__PROVIDED INFORMATION__:
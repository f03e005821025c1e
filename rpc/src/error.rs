//! API error type and its HTTP mapping.

use axum::http::StatusCode;
use axum::response::{IntoResponse, Response};
use axum::Json;
use chainvote_store::StoreError;
use chainvote_types::{ApiErrorBody, ErrorCode};
use chainvote_verification::VerifyError;
use thiserror::Error;
use tracing::error;

#[derive(Debug, Error)]
pub enum ApiError {
    #[error("missing or invalid session token")]
    Unauthorized,

    #[error("admin role required")]
    Forbidden,

    #[error("invalid request: {0}")]
    BadRequest(String),

    #[error("{0} not found")]
    NotFound(String),

    #[error("the account has recorded votes; its wallet cannot change")]
    WalletLocked,

    #[error("the address is linked to another account")]
    WalletInUse,

    #[error(transparent)]
    Verify(#[from] VerifyError),

    #[error("store error: {0}")]
    Store(#[from] StoreError),
}

impl ApiError {
    pub fn code(&self) -> ErrorCode {
        match self {
            Self::Unauthorized => ErrorCode::Unauthorized,
            Self::Forbidden => ErrorCode::Forbidden,
            Self::BadRequest(_) => ErrorCode::BadRequest,
            Self::NotFound(_) => ErrorCode::NotFound,
            Self::WalletLocked => ErrorCode::WalletLocked,
            Self::WalletInUse => ErrorCode::WalletInUse,
            Self::Verify(e) => e.code(),
            Self::Store(StoreError::NotFound(_)) => ErrorCode::NotFound,
            Self::Store(_) => ErrorCode::Internal,
        }
    }
}

/// HTTP status for each wire error code.
pub fn status_for(code: ErrorCode) -> StatusCode {
    match code {
        ErrorCode::Unauthorized => StatusCode::UNAUTHORIZED,
        ErrorCode::Forbidden => StatusCode::FORBIDDEN,
        ErrorCode::BadRequest => StatusCode::BAD_REQUEST,
        ErrorCode::NotFound => StatusCode::NOT_FOUND,
        ErrorCode::NotConfirmed | ErrorCode::WalletLocked | ErrorCode::WalletInUse => {
            StatusCode::CONFLICT
        }
        ErrorCode::WalletNotLinked
        | ErrorCode::TransactionReverted
        | ErrorCode::ReceiptMismatch
        | ErrorCode::ElectionClosed => StatusCode::UNPROCESSABLE_ENTITY,
        ErrorCode::LedgerUnavailable => StatusCode::SERVICE_UNAVAILABLE,
        ErrorCode::Internal => StatusCode::INTERNAL_SERVER_ERROR,
    }
}

impl IntoResponse for ApiError {
    fn into_response(self) -> Response {
        let code = self.code();
        if code == ErrorCode::Internal {
            error!(error = %self, "request failed");
        }
        let body = ApiErrorBody {
            code,
            message: self.to_string(),
        };
        (status_for(code), Json(body)).into_response()
    }
}
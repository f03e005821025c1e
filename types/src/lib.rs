//! Fundamental types for the chainvote pipeline.
//!
//! This crate defines the types shared by every other crate in the workspace:
//! identifiers, hashes, voter addresses, elections and candidates, vote records,
//! ledger receipts, timestamps, and the wire-level error codes of the Store API.

pub mod address;
pub mod api;
pub mod election;
pub mod error;
pub mod hash;
pub mod ids;
pub mod keys;
pub mod receipt;
pub mod time;
pub mod user;
pub mod vote;

pub use address::VoterAddress;
pub use api::{ApiErrorBody, ElectionResults, VerifyResponse, VoteStatusView};
pub use election::{Candidate, Election, ElectionBasic, ElectionWindow};
pub use error::{ErrorCode, TypesError};
pub use hash::TxHash;
pub use ids::{CandidateId, ElectionId, UserId};
pub use keys::{KeyPair, PrivateKey, PublicKey, Signature};
pub use receipt::{LedgerEvent, TransactionReceipt, TxOutcome};
pub use time::{Clock, SystemClock, Timestamp};
pub use user::{Role, UserProfile};
pub use vote::{VoteClaim, VoteIntent, VoteRecord, VerifyStatus};
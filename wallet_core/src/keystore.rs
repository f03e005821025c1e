//! Password-encrypted keystore for the voter's Ed25519 secret key.
//!
//! 1. Argon2id derives a 32-byte encryption key from the password and a random salt
//! 2. AES-256-GCM encrypts the secret key with a random nonce
//! 3. The result is a JSON file carrying the KDF parameters and the voter
//!    address, so the address can be shown without unlocking the key

use aes_gcm::aead::{Aead, KeyInit};
use aes_gcm::{Aes256Gcm, Nonce};
use argon2::{Algorithm, Argon2, Params, Version};
use chainvote_crypto::{derive_address, public_from_private};
use chainvote_types::{PrivateKey, VoterAddress};
use serde::{Deserialize, Serialize};
use std::path::Path;
use zeroize::Zeroizing;

use crate::SignerError;

pub const KEYSTORE_VERSION: u32 = 1;

const SALT_LEN: usize = 32;
/// AES-GCM nonce length (96 bits).
const NONCE_LEN: usize = 12;

#[derive(Clone, Debug, Serialize, Deserialize)]
pub struct KeystoreFile {
    pub version: u32,
    pub address: VoterAddress,
    pub crypto: KeystoreCrypto,
}

#[derive(Clone, Debug, Serialize, Deserialize)]
pub struct KeystoreCrypto {
    pub cipher: String,
    pub kdf: String,
    pub kdf_params: KdfParams,
    /// Hex-encoded.
    pub salt: String,
    /// Hex-encoded.
    pub nonce: String,
    /// Hex-encoded.
    pub ciphertext: String,
}

/// Argon2id cost parameters.
#[derive(Clone, Copy, Debug, PartialEq, Eq, Serialize, Deserialize)]
pub struct KdfParams {
    /// KiB.
    pub memory: u32,
    pub iterations: u32,
    pub parallelism: u32,
}

impl Default for KdfParams {
    /// 64 MiB, 3 passes, 1 lane.
    fn default() -> Self {
        Self {
            memory: 65536,
            iterations: 3,
            parallelism: 1,
        }
    }
}

/// Encrypt `secret` under `password` with the default KDF cost.
pub fn encrypt_keystore(secret: &PrivateKey, password: &str) -> Result<KeystoreFile, SignerError> {
    encrypt_keystore_with(secret, password, KdfParams::default())
}

pub fn encrypt_keystore_with(
    secret: &PrivateKey,
    password: &str,
    params: KdfParams,
) -> Result<KeystoreFile, SignerError> {
    let mut salt = [0u8; SALT_LEN];
    let mut nonce_bytes = [0u8; NONCE_LEN];
    getrandom::getrandom(&mut salt).map_err(|e| SignerError::Keystore(e.to_string()))?;
    getrandom::getrandom(&mut nonce_bytes).map_err(|e| SignerError::Keystore(e.to_string()))?;

    let key = derive_key(password, &salt, params)?;
    let cipher = Aes256Gcm::new_from_slice(&key[..])
        .map_err(|e| SignerError::Keystore(format!("AES key init failed: {e}")))?;
    let ciphertext = cipher
        .encrypt(Nonce::from_slice(&nonce_bytes), &secret.0[..])
        .map_err(|e| SignerError::Keystore(format!("encryption failed: {e}")))?;

    Ok(KeystoreFile {
        version: KEYSTORE_VERSION,
        address: derive_address(&public_from_private(secret)),
        crypto: KeystoreCrypto {
            cipher: "aes-256-gcm".to_string(),
            kdf: "argon2id".to_string(),
            kdf_params: params,
            salt: hex::encode(salt),
            nonce: hex::encode(nonce_bytes),
            ciphertext: hex::encode(ciphertext),
        },
    })
}

/// Decrypt a keystore, checking the key against the recorded address.
pub fn decrypt_keystore(keystore: &KeystoreFile, password: &str) -> Result<PrivateKey, SignerError> {
    if keystore.version != KEYSTORE_VERSION {
        return Err(SignerError::Keystore(format!(
            "unsupported keystore version: {}",
            keystore.version
        )));
    }

    let decode = |field: &str, value: &str| {
        hex::decode(value).map_err(|e| SignerError::Keystore(format!("invalid {field} hex: {e}")))
    };
    let salt = decode("salt", &keystore.crypto.salt)?;
    let nonce_bytes = decode("nonce", &keystore.crypto.nonce)?;
    let ciphertext = decode("ciphertext", &keystore.crypto.ciphertext)?;
    if nonce_bytes.len() != NONCE_LEN {
        return Err(SignerError::Keystore(format!(
            "invalid nonce length: expected {NONCE_LEN}, got {}",
            nonce_bytes.len()
        )));
    }

    let key = derive_key(password, &salt, keystore.crypto.kdf_params)?;
    let cipher = Aes256Gcm::new_from_slice(&key[..])
        .map_err(|e| SignerError::Keystore(format!("AES key init failed: {e}")))?;
    let plaintext = Zeroizing::new(
        cipher
            .decrypt(Nonce::from_slice(&nonce_bytes), ciphertext.as_slice())
            .map_err(|_| {
                SignerError::Keystore("decryption failed: wrong password or corrupted data".into())
            })?,
    );

    let bytes: [u8; 32] = plaintext.as_slice().try_into().map_err(|_| {
        SignerError::Keystore(format!(
            "decrypted key has wrong length: expected 32, got {}",
            plaintext.len()
        ))
    })?;
    let secret = PrivateKey(bytes);
    if derive_address(&public_from_private(&secret)) != keystore.address {
        return Err(SignerError::Keystore(
            "decrypted key does not match keystore address".into(),
        ));
    }
    Ok(secret)
}

pub fn save_keystore(keystore: &KeystoreFile, path: &Path) -> Result<(), SignerError> {
    let json = serde_json::to_string_pretty(keystore)
        .map_err(|e| SignerError::Keystore(format!("JSON serialization failed: {e}")))?;
    std::fs::write(path, json)
        .map_err(|e| SignerError::Keystore(format!("failed to write keystore file: {e}")))?;
    Ok(())
}

pub fn load_keystore(path: &Path) -> Result<KeystoreFile, SignerError> {
    let json = std::fs::read_to_string(path)
        .map_err(|e| SignerError::Keystore(format!("failed to read keystore file: {e}")))?;
    serde_json::from_str(&json)
        .map_err(|e| SignerError::Keystore(format!("invalid keystore JSON: {e}")))
}

fn derive_key(
    password: &str,
    salt: &[u8],
    params: KdfParams,
) -> Result<Zeroizing<[u8; 32]>, SignerError> {
    let params = Params::new(params.memory, params.iterations, params.parallelism, Some(32))
        .map_err(|e| SignerError::Keystore(format!("Argon2 params error: {e}")))?;
    let argon2 = Argon2::new(Algorithm::Argon2id, Version::V0x13, params);
    let mut output = Zeroizing::new([0u8; 32]);
    argon2
        .hash_password_into(password.as_bytes(), salt, &mut output[..])
        .map_err(|e| SignerError::Keystore(format!("Argon2 hashing failed: {e}")))?;
    Ok(output)
}

#[cfg(test)]
mod tests {
    use super::*;

    /// Cheap parameters so tests stay fast.
    fn light() -> KdfParams {
        KdfParams {
            memory: 256,
            iterations: 1,
            parallelism: 1,
        }
    }

    #[test]
    fn roundtrip_recovers_key() {
        let secret = PrivateKey([7u8; 32]);
        let ks = encrypt_keystore_with(&secret, "correct horse", light()).unwrap();
        let back = decrypt_keystore(&ks, "correct horse").unwrap();
        assert_eq!(back.0, secret.0);
        assert_eq!(ks.address, derive_address(&public_from_private(&secret)));
    }

    #[test]
    fn wrong_password_fails() {
        let ks = encrypt_keystore_with(&PrivateKey([7u8; 32]), "right", light()).unwrap();
        assert!(matches!(
            decrypt_keystore(&ks, "wrong"),
            Err(SignerError::Keystore(_))
        ));
    }

    #[test]
    fn tampered_address_detected() {
        let mut ks = encrypt_keystore_with(&PrivateKey([7u8; 32]), "pw", light()).unwrap();
        ks.address = VoterAddress::from_bytes([0; 20]);
        assert!(decrypt_keystore(&ks, "pw").is_err());
    }

    #[test]
    fn save_and_load_file() {
        let dir = tempfile::tempdir().unwrap();
        let path = dir.path().join("voter.json");
        let ks = encrypt_keystore_with(&PrivateKey([9u8; 32]), "pw", light()).unwrap();
        save_keystore(&ks, &path).unwrap();
        let loaded = load_keystore(&path).unwrap();
        assert_eq!(loaded.address, ks.address);
        assert_eq!(loaded.crypto.kdf_params, light());
        assert_eq!(decrypt_keystore(&loaded, "pw").unwrap().0, [9u8; 32]);
    }
}
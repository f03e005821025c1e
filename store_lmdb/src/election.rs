//! LMDB implementation of ElectionStore. Keyed by election id (u64 BE), so
//! iteration order is id order.

use std::sync::Arc;

use heed::types::Bytes;
use heed::{Database, Env, RwTxn};

use chainvote_store::{ElectionStore, StoreError};
use chainvote_types::{Candidate, Election, ElectionId};

use crate::LmdbError;

pub struct LmdbElectionStore {
    pub(crate) env: Arc<Env>,
    pub(crate) elections_db: Database<Bytes, Bytes>,
}

impl LmdbElectionStore {
    fn load(&self, txn: &heed::RoTxn, id: ElectionId) -> Result<Option<Election>, LmdbError> {
        match self.elections_db.get(txn, &id.as_u64().to_be_bytes())? {
            Some(bytes) => Ok(Some(bincode::deserialize(bytes)?)),
            None => Ok(None),
        }
    }

    fn store(&self, txn: &mut RwTxn, election: &Election) -> Result<(), LmdbError> {
        let bytes = bincode::serialize(election)?;
        self.elections_db
            .put(txn, &election.id.as_u64().to_be_bytes(), &bytes)?;
        Ok(())
    }

    /// Load, modify and store one election inside a single write transaction.
    /// Nothing is written when `f` returns false.
    fn modify<F>(&self, id: ElectionId, f: F) -> Result<bool, StoreError>
    where
        F: FnOnce(&mut Election) -> bool,
    {
        let mut wtxn = self.env.write_txn().map_err(LmdbError::from)?;
        let mut election = self
            .load(&wtxn, id)?
            .ok_or_else(|| StoreError::NotFound(format!("election {id}")))?;
        if !f(&mut election) {
            return Ok(false);
        }
        self.store(&mut wtxn, &election)?;
        wtxn.commit().map_err(LmdbError::from)?;
        Ok(true)
    }
}

impl ElectionStore for LmdbElectionStore {
    fn put_election(&self, election: &Election) -> Result<(), StoreError> {
        let mut wtxn = self.env.write_txn().map_err(LmdbError::from)?;
        let mut election = election.clone();
        if let Some(stored) = self.load(&wtxn, election.id)? {
            election.absorb_stored(&stored);
        }
        self.store(&mut wtxn, &election)?;
        wtxn.commit().map_err(LmdbError::from)?;
        Ok(())
    }

    fn get_election(&self, id: ElectionId) -> Result<Option<Election>, StoreError> {
        let rtxn = self.env.read_txn().map_err(LmdbError::from)?;
        Ok(self.load(&rtxn, id)?)
    }

    fn list_elections(&self) -> Result<Vec<Election>, StoreError> {
        let rtxn = self.env.read_txn().map_err(LmdbError::from)?;
        let mut out = Vec::new();
        for entry in self.elections_db.iter(&rtxn).map_err(LmdbError::from)? {
            let (_key, val) = entry.map_err(LmdbError::from)?;
            out.push(bincode::deserialize(val).map_err(LmdbError::from)?);
        }
        Ok(out)
    }

    fn update_tally(
        &self,
        id: ElectionId,
        candidates: &[Candidate],
        at_block: u64,
    ) -> Result<bool, StoreError> {
        self.modify(id, |election| election.apply_tally(candidates, at_block))
    }

    fn mark_closed(&self, id: ElectionId) -> Result<(), StoreError> {
        self.modify(id, |election| {
            election.closed = true;
            true
        })
        .map(|_| ())
    }
}
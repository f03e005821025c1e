//! Ed25519 message signing and verification.

use chainvote_types::{PrivateKey, PublicKey, Signature};
use ed25519_dalek::{Signer, SigningKey, Verifier, VerifyingKey};

/// Sign a message with a private key, returning the signature.
pub fn sign_message(message: &[u8], private_key: &PrivateKey) -> Signature {
    let signing_key = SigningKey::from_bytes(&private_key.0);
    let sig = signing_key.sign(message);
    Signature(sig.to_bytes())
}

/// Verify a signature against a message and public key.
///
/// Returns `true` if the signature is valid, `false` otherwise.
pub fn verify_signature(message: &[u8], signature: &Signature, public_key: &PublicKey) -> bool {
    let Ok(verifying_key) = VerifyingKey::from_bytes(&public_key.0) else {
        return false;
    };
    let dalek_sig = ed25519_dalek::Signature::from_bytes(&signature.0);
    verifying_key.verify(message, &dalek_sig).is_ok()
}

__WHAT THIS TASK INVOLVES__:
Repeat every line exactly, starting with the first line of the entries, and stop once the line containing "#[error(transparent)]" has been given.

__ANSWER SPACE__:
repository f03e005821025c1e
filename rpc/src/error.rs
//! API error type and its HTTP mapping.

use axum::http::StatusCode;
use axum::response::{IntoResponse, Response};
use axum::Json;
use chainvote_store::StoreError;
use chainvote_types::{ApiErrorBody, ErrorCode};
use chainvote_verification::VerifyError;
use thiserror::Error;
use tracing::error;

#[derive(Debug, Error)]
pub enum ApiError {
    #[error("missing or invalid session token")]
    Unauthorized,

    #[error("admin role required")]
    Forbidden,

    #[error("invalid request: {0}")]
    BadRequest(String),

    #[error("{0} not found")]
    NotFound(String),

    #[error("the account has recorded votes; its wallet cannot change")]
    WalletLocked,

    #[error("the address is linked to another account")]
    WalletInUse,

    #[error(transparent)]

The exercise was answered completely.